Repeat cultures for bacterial pathogens including N. gonorrhoeae from rectal swabs were negative. A first void urine sample was negative for both N. gonorrhoeae and C. trachomatis by PCR. The C-reactive protein continued to rise over the next 2 weeks and peaked at 222 mg/L. A diagnosis of reactive arthritis secondary to LGV infection was considered. Oral doxycycline was continued for 21 days. The proctitis settled over 2 weeks and the multijoint arthritis resolved within 3 months. Repeat rectal swabbing at this time showed no evidence of C. trachomatis by PCR or N. gonorrhoeae by culture. PCR testing of a first void urine sample was also negative for both pathogens. A month later, he presented with a right eye anterior uveitis. This was treated with prednisolone acetate eye drops and resolved. The patient remained well after 6 months of follow-up with no recurrences.
The patient presented with multijoint arthritis 2 weeks after being diagnosed with proctitis due to C. trachomatis serovar L2b. This was followed by the development of unilateral anterior uveitis that resolved without further sequelae and was only treated with steroid eye drops making another infectious etiology unlikely. An effort was made to rule out other bacterial triggers including gonococci that may cause sexually reactive arthritis either by serological tests, PCR, or culture.
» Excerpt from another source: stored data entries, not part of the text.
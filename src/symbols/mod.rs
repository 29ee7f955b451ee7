//! Scoped symbol table and the runtime values held by symbols.

pub mod symbol_table;
pub mod value;
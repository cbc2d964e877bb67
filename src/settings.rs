//! Runtime settings from environment (and `.env` when present).

use crate::error::ConfigError;
use std::path::PathBuf;

const DEFAULT_BASE_URL: &str = "http://localhost:3000/";
const DEFAULT_UPLOAD_DIR: &str = "uploads";
const DEFAULT_SCHEMA: &str = "public";

#[derive(Clone, Debug)]
pub struct Settings {
    pub database_url: Option<String>,
    /// Public base URL; always ends with '/'. Upload URLs are built as `{base_url}uploads/...`.
    pub base_url: String,
    /// Root directory for [`crate::upload::LocalFileStorage`].
    pub upload_dir: PathBuf,
    /// Directory for temporary upload files. None means the OS temp dir.
    pub temp_dir: Option<PathBuf>,
    /// When set, uploads go to this S3 bucket instead of the local upload dir.
    pub s3_bucket: Option<String>,
    /// Schema used for entities that do not name one.
    pub default_schema: String,
}

impl Default for Settings {
    fn default() -> Self {
        Settings {
            database_url: None,
            base_url: DEFAULT_BASE_URL.to_string(),
            upload_dir: PathBuf::from(DEFAULT_UPLOAD_DIR),
            temp_dir: None,
            s3_bucket: None,
            default_schema: DEFAULT_SCHEMA.to_string(),
        }
    }
}

impl Settings {
    /// Read settings from `RESOURCE_*` variables and `DATABASE_URL`. Loads `.env` first if present.
    pub fn from_env() -> Result<Self, ConfigError> {
        dotenvy::dotenv().ok();
        Self::from_lookup(|key| std::env::var(key).ok())
    }

    fn from_lookup<F>(lookup: F) -> Result<Self, ConfigError>
    where
        F: Fn(&str) -> Option<String>,
    {
        let non_empty = |key: &str| lookup(key).map(|v| v.trim().to_string()).filter(|v| !v.is_empty());

        let base_url = non_empty("RESOURCE_BASE_URL").unwrap_or_else(|| DEFAULT_BASE_URL.into());
        if !base_url.starts_with("http://") && !base_url.starts_with("https://") && !base_url.starts_with('/') {
            return Err(ConfigError::Settings(format!(
                "RESOURCE_BASE_URL must be an absolute URL or path, got '{}'",
                base_url
            )));
        }

        Ok(Settings {
            database_url: non_empty("DATABASE_URL"),
            base_url: with_trailing_slash(base_url),
            upload_dir: non_empty("RESOURCE_UPLOAD_DIR")
                .map(PathBuf::from)
                .unwrap_or_else(|| PathBuf::from(DEFAULT_UPLOAD_DIR)),
            temp_dir: non_empty("RESOURCE_TEMP_DIR").map(PathBuf::from),
            s3_bucket: non_empty("RESOURCE_S3_BUCKET"),
            default_schema: non_empty("RESOURCE_SCHEMA").unwrap_or_else(|| DEFAULT_SCHEMA.into()),
        })
    }

    /// Temporary directory for uploads in flight.
    pub fn temp_dir(&self) -> PathBuf {
        self.temp_dir.clone().unwrap_or_else(std::env::temp_dir)
    }
}

fn with_trailing_slash(mut s: String) -> String {
    if !s.ends_with('/') {
        s.push('/');
    }
    s
}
C. trachomatis has been demonstrated in up to 50% of patients who have had a preceding urogenital symptomatic infection and who developed reactive arthritis.1 However, the majority of patients do not present with the classic triad of symptoms and the diagnosis may easily be missed if the initial infection is asymptomatic. Asymptomatic infections with LGV serovars have been increasingly detected in Europe as the outbreak evolves9 and providers need to have a heightened awareness for this condition, particularly in HIV-infected MSM. Currently, in Australia, routine LGV typing of chlamydial infections in asymptomatic MSM has not been justified.10 However, it is very likely that more cases of LGV-associated reactive arthritis will be seen worldwide in this group. The 2 cases that have been recently reported are remarkably similar to this one and suggest that these cases of LGV-associated reactive arthritis may be a newly emerging manifestation of an old disease.